Exercise instructions: The expected output is each entry, given again exactly.

Collected data entries
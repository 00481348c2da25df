//! 헬스 체크 endpoint.
//!
//! 로드밸런서나 오케스트레이션 시스템에서 사용하는 liveness/readiness 엔드포인트와
//! 기존 클라이언트가 사용하는 루트(`/`) 응답을 제공합니다.

use axum::{
    extract::State,
    http::StatusCode,
    response::IntoResponse,
    routing::get,
    Json, Router,
};
use serde::{Deserialize, Serialize};
use std::sync::Arc;
use utoipa::ToSchema;

use crate::state::AppState;

/// 헬스 체크 응답 구조체.
#[derive(Debug, Serialize, Deserialize, ToSchema)]
pub struct HealthResponse {
    /// 전체 서비스 상태 ("healthy" | "degraded")
    pub status: String,

    /// API 버전
    pub version: String,

    /// 서버 업타임(초)
    pub uptime_secs: i64,

    /// 현재 시간 (ISO 8601)
    pub timestamp: String,

    /// 개별 컴포넌트 상태
    pub components: ComponentHealth,
}

/// 개별 컴포넌트 상태.
#[derive(Debug, Serialize, Deserialize, ToSchema)]
pub struct ComponentHealth {
    /// 문서 저장소 상태
    pub store: ComponentStatus,

    /// 결제 대행사 설정 상태
    pub payment: ComponentStatus,
}

/// 컴포넌트 상태.
#[derive(Debug, Serialize, Deserialize, ToSchema)]
pub struct ComponentStatus {
    /// 상태 ("up" | "down" | "not_configured")
    pub status: String,

    /// 추가 정보 (선택적)
    #[serde(skip_serializing_if = "Option::is_none")]
    pub message: Option<String>,
}

impl ComponentStatus {
    /// 비정상 상태.
    pub fn down(message: impl Into<String>) -> Self {
        Self {
            status: "down".to_string(),
            message: Some(message.into()),
        }
    }

    /// 미설정 상태.
    pub fn not_configured() -> Self {
        Self {
            status: "not_configured".to_string(),
            message: None,
        }
    }

    /// 정보 포함 정상 상태.
    pub fn up_with_info(message: impl Into<String>) -> Self {
        Self {
            status: "up".to_string(),
            message: Some(message.into()),
        }
    }
}

/// 서버 동작 확인.
#[utoipa::path(
    get,
    path = "/",
    tag = "health",
    responses(
        (status = 200, description = "서버 동작 중", body = String)
    )
)]
pub async fn root() -> &'static str {
    "Server is running"
}

/// 간단한 헬스 체크 (liveness 확인용).
#[utoipa::path(
    get,
    path = "/health",
    tag = "health",
    responses(
        (status = 200, description = "서버 응답 가능", body = String)
    )
)]
pub async fn health_check() -> impl IntoResponse {
    (StatusCode::OK, "OK")
}

/// 상세 헬스 체크 (readiness 확인용).
///
/// 문서 저장소 연결과 결제 대행사 설정 여부를 확인합니다.
#[utoipa::path(
    get,
    path = "/health/ready",
    tag = "health",
    responses(
        (status = 200, description = "모든 의존성 정상", body = HealthResponse),
        (status = 503, description = "문서 저장소 연결 실패", body = HealthResponse)
    )
)]
pub async fn health_ready(State(state): State<Arc<AppState>>) -> impl IntoResponse {
    let mut overall_status = "healthy";
    let mut status_code = StatusCode::OK;

    let store_status = if state.is_store_healthy().await {
        ComponentStatus::up_with_info(state.store.backend())
    } else {
        overall_status = "degraded";
        status_code = StatusCode::SERVICE_UNAVAILABLE;
        ComponentStatus::down("연결 실패")
    };

    // 결제 미설정은 /payment만 비활성화되므로 degraded로 보지 않음
    let payment_status = match &state.payment {
        Some(processor) => ComponentStatus::up_with_info(processor.name()),
        None => ComponentStatus::not_configured(),
    };

    let response = HealthResponse {
        status: overall_status.to_string(),
        version: state.version.clone(),
        uptime_secs: state.uptime_secs(),
        timestamp: chrono::Utc::now().to_rfc3339(),
        components: ComponentHealth {
            store: store_status,
            payment: payment_status,
        },
    };

    (status_code, Json(response))
}

/// 헬스 체크 라우터 생성.
pub fn health_router() -> Router<Arc<AppState>> {
    Router::new()
        .route("/", get(health_check))
        .route("/ready", get(health_ready))
}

Task solution:
repository 00481348c2da25df
//! 헬스 체크 endpoint.
//!
//! 로드밸런서나 오케스트레이션 시스템에서 사용하는 liveness/readiness 엔드포인트와
//! 기존 클라이언트가 사용하는 루트(`/`) 응답을 제공합니다.

use axum::{
    extract::State,
    http::StatusCode,
    response::IntoResponse,
    routing::get,
    Json, Router,
};
use serde::{Deserialize, Serialize};
use std::sync::Arc;
use utoipa::ToSchema;

use crate::state::AppState;

/// 헬스 체크 응답 구조체.
#[derive(Debug, Serialize, Deserialize, ToSchema)]
pub struct HealthResponse {
    /// 전체 서비스 상태 ("healthy" | "degraded")
    pub status: String,

    /// API 버전
    pub version: String,

    /// 서버 업타임(초)
    pub uptime_secs: i64,

    /// 현재 시간 (ISO 8601)
    pub timestamp: String,

    /// 개별 컴포넌트 상태
    pub components: ComponentHealth,
}

/// 개별 컴포넌트 상태.
#[derive(Debug, Serialize, Deserialize, ToSchema)]
pub struct ComponentHealth {
    /// 문서 저장소 상태
    pub store: ComponentStatus,

    /// 결제 대행사 설정 상태
    pub payment: ComponentStatus,
}

/// 컴포넌트 상태.
#[derive(Debug, Serialize, Deserialize, ToSchema)]
pub struct ComponentStatus {
    /// 상태 ("up" | "down" | "not_configured")
    pub status: String,

    /// 추가 정보 (선택적)
    #[serde(skip_serializing_if = "Option::is_none")]
    pub message: Option<String>,
}

impl ComponentStatus {
    /// 비정상 상태.
    pub fn down(message: impl Into<String>) -> Self {
        Self {
            status: "down".to_string(),
            message: Some(message.into()),
        }
    }

    /// 미설정 상태.
    pub fn not_configured() -> Self {
        Self {
            status: "not_configured".to_string(),
            message: None,
        }
    }

    /// 정보 포함 정상 상태.
    pub fn up_with_info(message: impl Into<String>) -> Self {
        Self {
            status: "up".to_string(),
            message: Some(message.into()),
        }
    }
}

/// 서버 동작 확인.
#[utoipa::path(
    get,
    path = "/",
    tag = "health",
    responses(
        (status = 200, description = "서버 동작 중", body = String)
    )
)]
pub async fn root() -> &'static str {
    "Server is running"
}

/// 간단한 헬스 체크 (liveness 확인용).
#[utoipa::path(
    get,
    path = "/health",
    tag = "health",
    responses(
        (status = 200, description = "서버 응답 가능", body = String)
    )
)]
pub async fn health_check() -> impl IntoResponse {
    (StatusCode::OK, "OK")
}

/// 상세 헬스 체크 (readiness 확인용).
///
/// 문서 저장소 연결과 결제 대행사 설정 여부를 확인합니다.
#[utoipa::path(
    get,
    path = "/health/ready",
    tag = "health",
    responses(
        (status = 200, description = "모든 의존성 정상", body = HealthResponse),
        (status = 503, description = "문서 저장소 연결 실패", body = HealthResponse)
    )
)]
pub async fn health_ready(State(state): State<Arc<AppState>>) -> impl IntoResponse {
    let mut overall_status = "healthy";
    let mut status_code = StatusCode::OK;

    let store_status = if state.is_store_healthy().await {
        ComponentStatus::up_with_info(state.store.backend())
    } else {
        overall_status = "degraded";
        status_code = StatusCode::SERVICE_UNAVAILABLE;
        ComponentStatus::down("연결 실패")
    };

    // 결제 미설정은 /payment만 비활성화되므로 degraded로 보지 않음
    let payment_status = match &state.payment {
        Some(processor) => ComponentStatus::up_with_info(processor.name()),
        None => ComponentStatus::not_configured(),
    };

    let response = HealthResponse {
        status: overall_status.to_string(),
        version: state.version.clone(),
        uptime_secs: state.uptime_secs(),
        timestamp: chrono::Utc::now().to_rfc3339(),
        components: ComponentHealth {
            store: store_status,
            payment: payment_status,
        },
    };

    (status_code, Json(response))
}

/// 헬스 체크 라우터 생성.
pub fn health_router() -> Router<Arc<AppState>> {
    Router::new()
        .route("/", get(health_check))
        .route("/ready", get(health_ready))
}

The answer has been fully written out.